5. sati and concentration
The continuos presence of well-established sati is not only of relevance to the development of wisdom, but also constitutes an important requirement for attaining absorption jhāna. As the Visuddhimagga points out, without the support of sati concentration cannot reach the level of absorption (Vism. 514). Sati becomes particularly prominent when the third level of absorption (jhāna) is reached, expressed in the standard descriptions of the third jhāna by explicitly mentioning sati as a qualifying factor this absorption. With the attainment of the fourth absorption, when the mind has such a degree of proficiency that it can be directed towards the development of supernormal powers, sati also reaches a high degree of purity, due to its association with deep equanimity.

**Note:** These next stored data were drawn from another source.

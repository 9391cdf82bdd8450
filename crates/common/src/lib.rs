//! Shared helpers used by every crate in the workspace: logging setup,
//! runtime directory checks and small transport DTOs.

pub mod types;
pub mod utils;
pub mod env;
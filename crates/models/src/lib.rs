//! Persistence layer: the `account` entity, connection bootstrap and
//! model-level validation shared by the service crate.

pub mod errors;
pub mod db;
pub mod account;

#[cfg(test)]
mod tests;
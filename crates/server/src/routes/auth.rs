use axum::{extract::State, Json};
use tracing::info;

use service::auth::domain::{AccountView, LoginInput, SignupInput};

use crate::{
    errors::JsonApiError,
    extract::{ApiJson, ApiPath},
    state::ServerState,
};

#[utoipa::path(
    post, path = "/signup", tag = "auth",
    request_body = crate::openapi::SignupRequest,
    responses(
        (status = 200, description = "Account created", body = crate::openapi::AccountDoc),
        (status = 400, description = "Email already registered / Username already taken"),
        (status = 422, description = "Validation Error")
    )
)]
pub async fn signup(State(state): State<ServerState>, ApiJson(input): ApiJson<SignupInput>) -> Result<Json<AccountView>, JsonApiError> {
    let account = state.auth.signup(input).await?;
    info!(account_id = account.id, "signup");
    Ok(Json(account.into()))
}

#[utoipa::path(
    post, path = "/login", tag = "auth",
    request_body = crate::openapi::LoginRequest,
    responses(
        (status = 200, description = "Logged In", body = crate::openapi::AccountDoc),
        (status = 401, description = "Invalid email or password")
    )
)]
pub async fn login(State(state): State<ServerState>, ApiJson(input): ApiJson<LoginInput>) -> Result<Json<AccountView>, JsonApiError> {
    let account = state.auth.login(input).await?;
    Ok(Json(account.into()))
}

#[utoipa::path(
    get, path = "/users/me/{user_id}", tag = "auth",
    params(("user_id" = i32, Path, description = "Account ID")),
    responses(
        (status = 200, description = "OK", body = crate::openapi::AccountDoc),
        (status = 404, description = "User not found")
    )
)]
pub async fn get_account(State(state): State<ServerState>, ApiPath(user_id): ApiPath<i32>) -> Result<Json<AccountView>, JsonApiError> {
    let account = state.auth.get_account(user_id).await?;
    Ok(Json(account.into()))
}
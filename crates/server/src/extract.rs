//! Extractors whose rejections use the same JSON error body as handlers.

use axum::extract::{FromRequest, FromRequestParts};

use crate::errors::JsonApiError;

#[derive(FromRequest)]
#[from_request(via(axum::Json), rejection(JsonApiError))]
pub struct ApiJson<T>(pub T);

#[derive(FromRequestParts)]
#[from_request(via(axum::extract::Path), rejection(JsonApiError))]
pub struct ApiPath<T>(pub T);
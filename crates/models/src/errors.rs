use thiserror::Error;

#[derive(Debug, Error)]
pub enum ModelError {
    #[error("validation error: {0}")]
    Validation(String),
    #[error("unique constraint violated: {0}")]
    UniqueViolation(String),
    #[error("database error: {0}")]
    Db(String),
}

Even though sati has thus an important role to fulfill in regard to the development of deeper levels of concentration (samādhi), the characteristic functions of sati and concentration are quite distinct. While concentration corresponds to an enhancement of the selective function of the mind, by way of restricting the breadth of attention, sati on its own represents an enhancement of the recollective function, by way of expanding the breadth of attention. These two modes of mental functioning correspond to two different cortical control mechanisms in the brain. This difference, however, does not imply that the two ara incompatible, since during absorption attainment both are present. Yet, during absorption sati becomes mainly presence of the mind, when it to some extent loses its natural breadth due to the strong focusing power of concentration.

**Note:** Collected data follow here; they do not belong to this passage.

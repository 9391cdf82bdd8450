use axum::extract::rejection::{JsonRejection, PathRejection};
use axum::http::StatusCode;
use axum::response::{IntoResponse, Response};
use axum::Json;
use thiserror::Error;
use tracing::error;

use service::auth::errors::AuthError;
use service::chat::ChatError;

/// JSON error body: `{"error": <title>, "detail": <message>}`.
#[derive(Debug)]
pub struct JsonApiError {
    pub status: StatusCode,
    pub error: &'static str,
    pub detail: Option<String>,
}

impl JsonApiError {
    pub fn new(status: StatusCode, error: &'static str, detail: Option<String>) -> Self {
        Self { status, error, detail }
    }
}

impl IntoResponse for JsonApiError {
    fn into_response(self) -> Response {
        (self.status, Json(serde_json::json!({"error": self.error, "detail": self.detail}))).into_response()
    }
}

impl From<AuthError> for JsonApiError {
    fn from(e: AuthError) -> Self {
        match e {
            AuthError::Validation(_) => Self::new(StatusCode::UNPROCESSABLE_ENTITY, "Validation Error", Some(e.to_string())),
            AuthError::DuplicateEmail | AuthError::DuplicateUsername => {
                Self::new(StatusCode::BAD_REQUEST, "Bad Request", Some(e.to_string()))
            }
            AuthError::InvalidCredentials => Self::new(StatusCode::UNAUTHORIZED, "Unauthorized", Some(e.to_string())),
            AuthError::NotFound => Self::new(StatusCode::NOT_FOUND, "Not Found", Some(e.to_string())),
            AuthError::HashError(_) | AuthError::Repository(_) => {
                error!(code = e.code(), err = %e, "account operation failed");
                Self::new(StatusCode::INTERNAL_SERVER_ERROR, "Internal Server Error", None)
            }
        }
    }
}

impl From<ChatError> for JsonApiError {
    fn from(e: ChatError) -> Self {
        match e {
            ChatError::EmptyConversation => Self::new(StatusCode::BAD_REQUEST, "Bad Request", Some(e.to_string())),
        }
    }
}

impl From<JsonRejection> for JsonApiError {
    fn from(r: JsonRejection) -> Self {
        Self::from_rejection(r.status(), r.body_text())
    }
}

impl From<PathRejection> for JsonApiError {
    fn from(r: PathRejection) -> Self {
        Self::from_rejection(r.status(), r.body_text())
    }
}

impl JsonApiError {
    fn from_rejection(status: StatusCode, detail: String) -> Self {
        let error = if status == StatusCode::UNPROCESSABLE_ENTITY {
            "Validation Error"
        } else {
            status.canonical_reason().unwrap_or("Bad Request")
        };
        Self::new(status, error, Some(detail))
    }
}

#[derive(Debug, Error)]
pub enum StartupError {
    #[error("invalid configuration: {0}")]
    InvalidConfig(String),
}



use crate::db::{connect_and_migrate, DatabaseConfig};
use sea_orm::DatabaseConnection;

/// Fresh in-memory database with the schema applied.
pub(crate) async fn setup_test_db() -> anyhow::Result<DatabaseConnection> {
    connect_and_migrate(&DatabaseConfig::in_memory()).await
}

The difference between these two becomes evident from the vocabulary employed in a discourse from the Satipaṭṭhāna Samyutta(S. V, 156). In this discourse the Buddha recommended that, if one is being distracted or sluggish while practising satipaṭṭhāna, one should temporarily change one's practice and develop a tranquility (samatha) object of meditation, in order to cultivate internal joy and serenity. This he termed a ‘directed’ form of meditation paṇidhāya bhāvanā. Once, however, the mind has calmed, one can return to an ‘undirected’ mode of meditation (apaṇidhāya bhāvanā), namely the practice of satipaṭṭhāna. The discourse between directed and undirected forms of meditation suggests that, considered on their own, these two modes of meditation are clearly different. At the same time, however, the whole discourse is concerned with their skilful interrelation, clearly demonstrating that whatever the degree of their difference, the two can be interrelated and supports each other.
The characteristic quality of concentration is to direct and apply the mind, focusing of a single object to the exclusion of everything else. Thus the development of concentration promotes a shift from the common structure of experience as a subject-object duality towards an experience of unity. Concentration, however, thereby excludes a broader awareness of circumstances and of their interrelations. Yet, this awareness of circumstances and interrelations is essential in order to become aware of those characteristics of experience whose understanding leads to awakening. In this context, the broadly receptive quality of sati is particularly important.
Thus, although it plays an important part in the development of absorption, considered on its own sati is a mental quality distinct from concentration. Indeed, the reason why even the attainment of high levels of absorption by itself is insufficient for liberating insight is quite probably related to the inhibition of the broadly receptive observational qualities of awareness by the strong focusing power of absorption concentration.